At the Keynote Session of Agudath Israel of America’s recent (virtual) national convention, the organization’s executive vice president, Rabbi Chaim Dovid Zwiebel, offered a heartfelt, impassioned reiteration of the imperative to follow current health authorities’ advice, and declared that religious Jews who disregard precautions like masking and distancing not only potentially harm the health of others but bring about the opposite of the fundamental Jewish imperative to make “Hashem’s name beloved to others.” Chalilah on both counts.

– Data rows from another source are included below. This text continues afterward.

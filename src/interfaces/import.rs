//! Loading reference data into a [`DirectoryStore`].

use crate::domain::directory::{ChatAddress, GradeId, NewParent, SchoolId};
use crate::domain::payment::Amount;
use crate::domain::ports::DirectoryStore;
use crate::error::{PaymentError, Result};
use crate::interfaces::csv::directory_reader::{GradeRow, ParentRow};
use rust_decimal_macros::dec;
use std::collections::{HashMap, HashSet};
use tracing::{info, warn};

/// Schools served out of the box, with the fee shared by all their grades.
const DEFAULT_SCHOOLS: [(&str, rust_decimal::Decimal); 4] = [
    ("Школа №5", dec!(3400)),
    ("Школа №26", dec!(3800)),
    ("Школа №78", dec!(3400)),
    ("Школа №100", dec!(3600)),
];
const DEFAULT_GRADES: std::ops::RangeInclusive<u32> = 1..=8;

#[derive(Debug, Default, Clone, Copy, PartialEq, Eq)]
pub struct ImportSummary {
    pub schools: usize,
    pub grades: usize,
    pub parents: usize,
}

type ParentKey = (String, Option<String>, String, Option<GradeId>);

/// Resolves schools and grades by name and creates what is missing.
///
/// Re-importing the same data creates nothing new, which keeps repeated runs
/// against a persistent store harmless.
pub struct DirectoryImporter<'a> {
    store: &'a dyn DirectoryStore,
    schools: HashMap<String, SchoolId>,
    grades: HashMap<(SchoolId, String), GradeId>,
    parents: HashSet<ParentKey>,
    summary: ImportSummary,
}

impl<'a> DirectoryImporter<'a> {
    pub async fn new(store: &'a dyn DirectoryStore) -> Result<Self> {
        let mut schools = HashMap::new();
        let mut grades = HashMap::new();
        for school in store.find_schools().await? {
            for grade in store.find_grades(school.id).await? {
                grades.insert((school.id, grade.name), grade.id);
            }
            schools.insert(school.name, school.id);
        }
        let parents = store
            .find_active_parents()
            .await?
            .into_iter()
            .map(|p| (p.first_name, p.last_name, p.child_name, p.grade_id))
            .collect();

        Ok(Self {
            store,
            schools,
            grades,
            parents,
            summary: ImportSummary::default(),
        })
    }

    pub fn summary(&self) -> ImportSummary {
        self.summary
    }

    async fn ensure_school(&mut self, name: &str) -> Result<SchoolId> {
        if let Some(id) = self.schools.get(name) {
            return Ok(*id);
        }
        let school = self.store.insert_school(name.to_string()).await?;
        self.schools.insert(school.name, school.id);
        self.summary.schools += 1;
        Ok(school.id)
    }

    async fn ensure_grade(&mut self, school_id: SchoolId, name: &str, fee: Amount) -> Result<GradeId> {
        if let Some(id) = self.grades.get(&(school_id, name.to_string())) {
            let id = *id;
            if let Some(mut grade) = self.store.find_grade(id).await?
                && grade.monthly_payment != fee
            {
                info!(grade_id = %id, old = %grade.monthly_payment, new = %fee, "Grade price updated");
                grade.monthly_payment = fee;
                self.store.update_grade(grade).await?;
            }
            return Ok(id);
        }
        let grade = self
            .store
            .insert_grade(school_id, name.to_string(), fee)
            .await?;
        self.grades.insert((school_id, grade.name), grade.id);
        self.summary.grades += 1;
        Ok(grade.id)
    }

    pub async fn import_grade(&mut self, row: GradeRow) -> Result<GradeId> {
        let fee = Amount::new(row.monthly_payment)?;
        let school_id = self.ensure_school(&row.school).await?;
        self.ensure_grade(school_id, &row.grade, fee).await
    }

    pub async fn import_parent(&mut self, row: ParentRow) -> Result<()> {
        let school_id = *self
            .schools
            .get(&row.school)
            .ok_or_else(|| PaymentError::not_found("School", &row.school))?;
        let grade_id = *self
            .grades
            .get(&(school_id, row.grade.clone()))
            .ok_or_else(|| PaymentError::not_found("Grade", format!("{} / {}", row.school, row.grade)))?;

        let mut parent = NewParent::new(row.first_name, row.child_name)?.with_grade(grade_id);
        if let Some(last_name) = row.last_name {
            parent = parent.with_last_name(last_name);
        }
        if let Some(phone) = row.phone_number {
            parent = parent.with_phone(phone);
        }
        if let Some(chat) = row.chat_address {
            parent = parent.with_chat_address(ChatAddress::new(chat)?);
        }

        let key = (
            parent.first_name.clone(),
            parent.last_name.clone(),
            parent.child_name.clone(),
            parent.grade_id,
        );
        if self.parents.contains(&key) {
            return Ok(());
        }
        self.store.insert_parent(parent).await?;
        self.parents.insert(key);
        self.summary.parents += 1;
        Ok(())
    }

    /// Imports every row, logging and skipping the ones that fail.
    pub async fn import_grades(&mut self, rows: impl Iterator<Item = Result<GradeRow>>) {
        for row in rows {
            let result = match row {
                Ok(row) => self.import_grade(row).await.map(|_| ()),
                Err(e) => Err(e),
            };
            if let Err(e) = result {
                warn!(error = %e, "Grade row skipped");
            }
        }
    }

    pub async fn import_parents(&mut self, rows: impl Iterator<Item = Result<ParentRow>>) {
        for row in rows {
            let result = match row {
                Ok(row) => self.import_parent(row).await,
                Err(e) => Err(e),
            };
            if let Err(e) = result {
                warn!(error = %e, "Parent row skipped");
            }
        }
    }

    /// Creates the default schools with grades one through eight.
    pub async fn seed_default_catalogue(&mut self) -> Result<()> {
        for (school, fee) in DEFAULT_SCHOOLS {
            for grade in DEFAULT_GRADES {
                self.import_grade(GradeRow {
                    school: school.to_string(),
                    grade: format!("{} класс", grade),
                    monthly_payment: fee,
                })
                .await?;
            }
        }
        Ok(())
    }
}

Personally, ever since I’ve become a masked man, I have come to better appreciate something my dear father, a”h, would often say. And, having been yanked by the Soviets at the start of World War II from the Vilna yeshiva in which he had been studying and banished with his friends and their rebbe to the frozen taiga of Siberia, he was amply credentialed to offer the lesson.

“A person,” he taught his children, “can get used to anything.”

What he meant was that, whatever new situation might confront us, it should never be seen as an insurmountable obstacle. With equanimity and time, we can handle things we never would have imagined were handle-able.

As challenges go, wearing a surgical mask around others rather pales compared to chopping wood in 40 degrees below zero weather. But the lesson is the same.

And, indeed, now I’m so accustomed to my mask that I sometimes forget that I’m even wearing it.

Many hands are being wrung over what, oy vey, the “new normal” might be for perhaps even years to come. I understand the angst.

But I imagine my father just saying, reassuringly, don’t worry, you can get used to it.